More than 75 years ago, the United States government built a series of prefabricated homes in Charlestown, Indiana to provide housing for military employees who worked at the nearby Indiana Army Ammunition Plant. The homes were intended to last for roughly 10 years, but many are still standing today, with some well-kept and others falling into disrepair.
The state of the World War II-era homes, located in the Pleasant Ridge neighborhood, has given rise to a contentious property rights dispute between the Charlestown city administration and Pleasant Ridge residents. While Mayor Bob Hall and city attorney Michael Gillenwater say their method of using code enforcement to force improvements in the neighborhood is legal, the Pleasant Ridge residents claim their elected officials are illegally charging them excessive fines to force them out of their homes.
Specifically, a group known as the Charlestown Pleasant Ridge Neighborhood Association sued the city in Clark Circuit Court, where they alleged Hall and his administration excessively fined them nearly $9,000 for code violations on a duplex in an effort to further a plan to raze the low-income neighborhood and build homes for more affluent residents in its place. While code enforcement is legal, the residents claim the “excessive” fines merely allow the city to get around eminent domain restrictions and redevelop the neighborhood as it pleases.
The dispute over Pleasant Ridge property rights traces back to 2014, when the city considered using federal blight-elimination funds to completely rebuild the neighborhood. But after a “vocal minority” of residents spoke out against the plan, Gillenwater said the city withdrew its application and instead turned to a code enforcement plan to improve the neighborhood.
The use of such code enforcement is what gave rise to the legal disputes in Charlestown Pleasant Ridge Neighborhood Association Corporation, et al., v. City of Charlestown, Indiana and Charlestown Board of Public Works and Safety, 10C02-1701-CT-010.
According to Gillenwater, the city announced in February 2016 that it would begin inspecting at-risk rental properties, such as those in Pleasant Ridge, in August. Despite that advance notice, many landlords chose not to make the necessary improvements to their properties, resulting in fines being assessed against them, Gillenwater said.
The city gave the landlords three options for responding to the inspections, Gillenwater said: making improvements to their properties, paying the fines, or selling the properties to Pleasant Ridge Redevelopment, LLC. Through an agreement with the Charlestown administration, the redevelopment group agreed to buy Pleasant Ridge properties for $10,000 each, with the goal of redeveloping the entire neighborhood.

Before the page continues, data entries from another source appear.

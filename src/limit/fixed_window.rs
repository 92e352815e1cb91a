//! Fixed window counter.

use std::sync::Arc;
use std::time::Duration;

use super::{LimitExceeded, RetryAfter};
use crate::store::{CounterStore, StoreError};

/// Admit up to `permit_limit` requests per aligned interval.
///
/// Windows are aligned to multiples of the interval, so every process
/// sharing a store agrees on the window boundary for a given `now`.
pub(super) async fn check(
    permit_limit: u64,
    interval_secs: u64,
    key_base: &str,
    store: &Arc<dyn CounterStore>,
    now: u64,
) -> Result<Option<LimitExceeded>, StoreError> {
    let interval = interval_secs.max(1);
    let window_start = (now / interval) * interval;
    let key = format!("{key_base}|fw:{window_start}");

    let count = store
        .increment_and_get(&key, Duration::from_secs(interval), now)
        .await?;

    if count > permit_limit {
        let retry_after = (window_start + interval).saturating_sub(now).max(1);
        return Ok(Some(LimitExceeded {
            retry_after: RetryAfter::Seconds(retry_after),
        }));
    }
    Ok(None)
}

#[cfg(test)]
mod tests {
    use super::*;
    use crate::store::MemoryCounterStore;

    fn store() -> Arc<dyn CounterStore> {
        Arc::new(MemoryCounterStore::new())
    }

    #[tokio::test]
    async fn admits_up_to_limit_then_rejects() {
        let store = store();
        for _ in 0..3 {
            let outcome = check(3, 10, "k", &store, 0).await.unwrap();
            assert!(outcome.is_none());
        }

        let exceeded = check(3, 10, "k", &store, 0).await.unwrap().unwrap();
        assert_eq!(exceeded.retry_after, RetryAfter::Seconds(10));
    }

    #[tokio::test]
    async fn tie_at_limit_admits() {
        let store = store();
        check(2, 10, "k", &store, 0).await.unwrap();
        // Second increment lands exactly on the limit.
        assert!(check(2, 10, "k", &store, 0).await.unwrap().is_none());
    }

    #[tokio::test]
    async fn new_window_resets_the_count() {
        let store = store();
        for _ in 0..2 {
            check(1, 10, "k", &store, 4).await.unwrap();
        }
        assert!(check(1, 10, "k", &store, 4).await.unwrap().is_some());

        // t=10 starts the next aligned window.
        assert!(check(1, 10, "k", &store, 10).await.unwrap().is_none());
    }

    #[tokio::test]
    async fn retry_after_counts_down_within_the_window() {
        let store = store();
        check(1, 10, "k", &store, 7).await.unwrap();
        let exceeded = check(1, 10, "k", &store, 7).await.unwrap().unwrap();
        assert_eq!(exceeded.retry_after, RetryAfter::Seconds(3));
    }

    #[tokio::test]
    async fn retry_after_is_never_zero() {
        let store = store();
        check(1, 10, "k", &store, 9).await.unwrap();
        // One second left in the window either way.
        let exceeded = check(1, 10, "k", &store, 9).await.unwrap().unwrap();
        assert_eq!(exceeded.retry_after, RetryAfter::Seconds(1));
    }
}
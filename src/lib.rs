//! Floodgate - Rate Limiting and Concurrency Control at the HTTP Boundary
//!
//! This crate decides, for each inbound request (ingress) and each
//! outbound request a service issues (egress), whether to admit the
//! request immediately, delay it, or reject it with a retry hint.
//! Decisions come from declarative [`rules`] evaluated against request
//! attributes and enforced by expiring counters in a pluggable
//! [`store`]. The [`engine`] fails open: a broken counter store or a
//! failing config producer suspends throttling instead of breaking the
//! service.
//!
//! Inbound traffic is guarded by the tower middleware in [`ingress`];
//! outbound traffic by the [`egress`] client wrapper, which can hand a
//! 429 decision back to the ingress response of the same request.

pub mod clock;
pub mod egress;
pub mod engine;
pub mod error;
pub mod ingress;
pub mod limit;
pub mod loader;
pub mod rules;
pub mod settings;
pub mod store;

pub use clock::{Clock, ManualClock, SystemClock};
pub use egress::{EgressClient, EgressDirective, EgressError, EgressResponseBuilder};
pub use engine::{Engine, Evaluation};
pub use error::{FloodgateError, PropagatedTooManyRequests, Result};
pub use ingress::{EngineFactory, IngressDirective, IngressLayer, IngressResponseBuilder};
pub use limit::{LimitExceeded, RateLimitMethod, RetryAfter};
pub use loader::{ConfigLoader, ConfigProducer};
pub use rules::{Config, IdentityExtractor, RequestAttributes, Rule};
pub use settings::{
    Algorithm, EgressSettings, FloodgateSettings, RateLimitSettings, RuleSettings, SectionSettings,
};
pub use store::{CounterStore, MemoryCounterStore, StoreError};
//! Sliding window counter over rotating buckets.

use std::sync::Arc;
use std::time::Duration;

use super::{LimitExceeded, RetryAfter};
use crate::store::{CounterStore, StoreError};

/// Admit up to `permit_limit` requests over the last `interval_secs`,
/// tracked as `num_buckets` rotating sub-interval counters.
///
/// Only the current bucket is incremented; the other buckets are read and
/// summed, so the just-incremented bucket is counted exactly once. Each
/// bucket expires a full interval after its last touch, which is what
/// rotates old traffic out of the sum.
pub(super) async fn check(
    permit_limit: u64,
    interval_secs: u64,
    num_buckets: u64,
    key_base: &str,
    store: &Arc<dyn CounterStore>,
    now: u64,
) -> Result<Option<LimitExceeded>, StoreError> {
    let interval = interval_secs.max(1);
    let buckets = num_buckets.clamp(1, interval);
    let bucket_len = interval / buckets;
    let current = (now / bucket_len) % buckets;

    let mut total = store
        .increment_and_get(
            &format!("{key_base}|sw:{current}"),
            Duration::from_secs(interval),
            now,
        )
        .await?;

    for bucket in 0..buckets {
        if bucket == current {
            continue;
        }
        total += store.get(&format!("{key_base}|sw:{bucket}"), now).await?;
    }

    if total > permit_limit {
        return Ok(Some(LimitExceeded {
            retry_after: RetryAfter::Seconds(bucket_len.max(1)),
        }));
    }
    Ok(None)
}

#[cfg(test)]
mod tests {
    use super::*;
    use crate::store::MemoryCounterStore;

    fn store() -> Arc<dyn CounterStore> {
        Arc::new(MemoryCounterStore::new())
    }

    #[tokio::test]
    async fn admits_up_to_limit_within_one_bucket() {
        let store = store();
        for _ in 0..6 {
            assert!(check(6, 12, 3, "k", &store, 0).await.unwrap().is_none());
        }
        let exceeded = check(6, 12, 3, "k", &store, 0).await.unwrap().unwrap();
        // Worst case until the oldest bucket rotates out: one bucket length.
        assert_eq!(exceeded.retry_after, RetryAfter::Seconds(4));
    }

    #[tokio::test]
    async fn counts_span_buckets() {
        let store = store();
        // Interval 12, 3 buckets of 4 seconds each.
        for _ in 0..3 {
            assert!(check(6, 12, 3, "k", &store, 0).await.unwrap().is_none());
        }
        for _ in 0..3 {
            assert!(check(6, 12, 3, "k", &store, 5).await.unwrap().is_none());
        }
        // Seventh request at t=9 sees 3 + 3 across live buckets.
        assert!(check(6, 12, 3, "k", &store, 9).await.unwrap().is_some());
    }

    #[tokio::test]
    async fn old_buckets_rotate_out() {
        let store = store();
        for _ in 0..3 {
            check(6, 12, 3, "k", &store, 0).await.unwrap();
        }
        for _ in 0..3 {
            check(6, 12, 3, "k", &store, 5).await.unwrap();
        }
        assert!(check(6, 12, 3, "k", &store, 9).await.unwrap().is_some());

        // At t=13 the t=0 bucket has expired (ttl = interval = 12).
        assert!(check(6, 12, 3, "k", &store, 13).await.unwrap().is_none());
    }

    #[tokio::test]
    async fn just_incremented_bucket_is_not_double_counted() {
        let store = store();
        // Limit 1: a single request must not read its own increment twice.
        assert!(check(1, 10, 2, "k", &store, 0).await.unwrap().is_none());
    }

    #[tokio::test]
    async fn single_bucket_degrades_to_fixed_behavior() {
        let store = store();
        assert!(check(1, 10, 1, "k", &store, 0).await.unwrap().is_none());
        let exceeded = check(1, 10, 1, "k", &store, 0).await.unwrap().unwrap();
        assert_eq!(exceeded.retry_after, RetryAfter::Seconds(10));
    }
}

While Pleasant Ridge LLC has successfully purchased roughly 160 homes of the 344 remaining in the neighborhood, a few residents are holding out and fighting what they consider the use of excessive fines to force them from their homes. Central to the Clark County litigation are members of the association that owns the duplex that was subject to $8,950 in fines for multiple code violations — Joshua Craven, Tina Barnes, David and Ellen Keith and Ann Eldridge. The plaintiffs sued on behalf of the neighborhood association.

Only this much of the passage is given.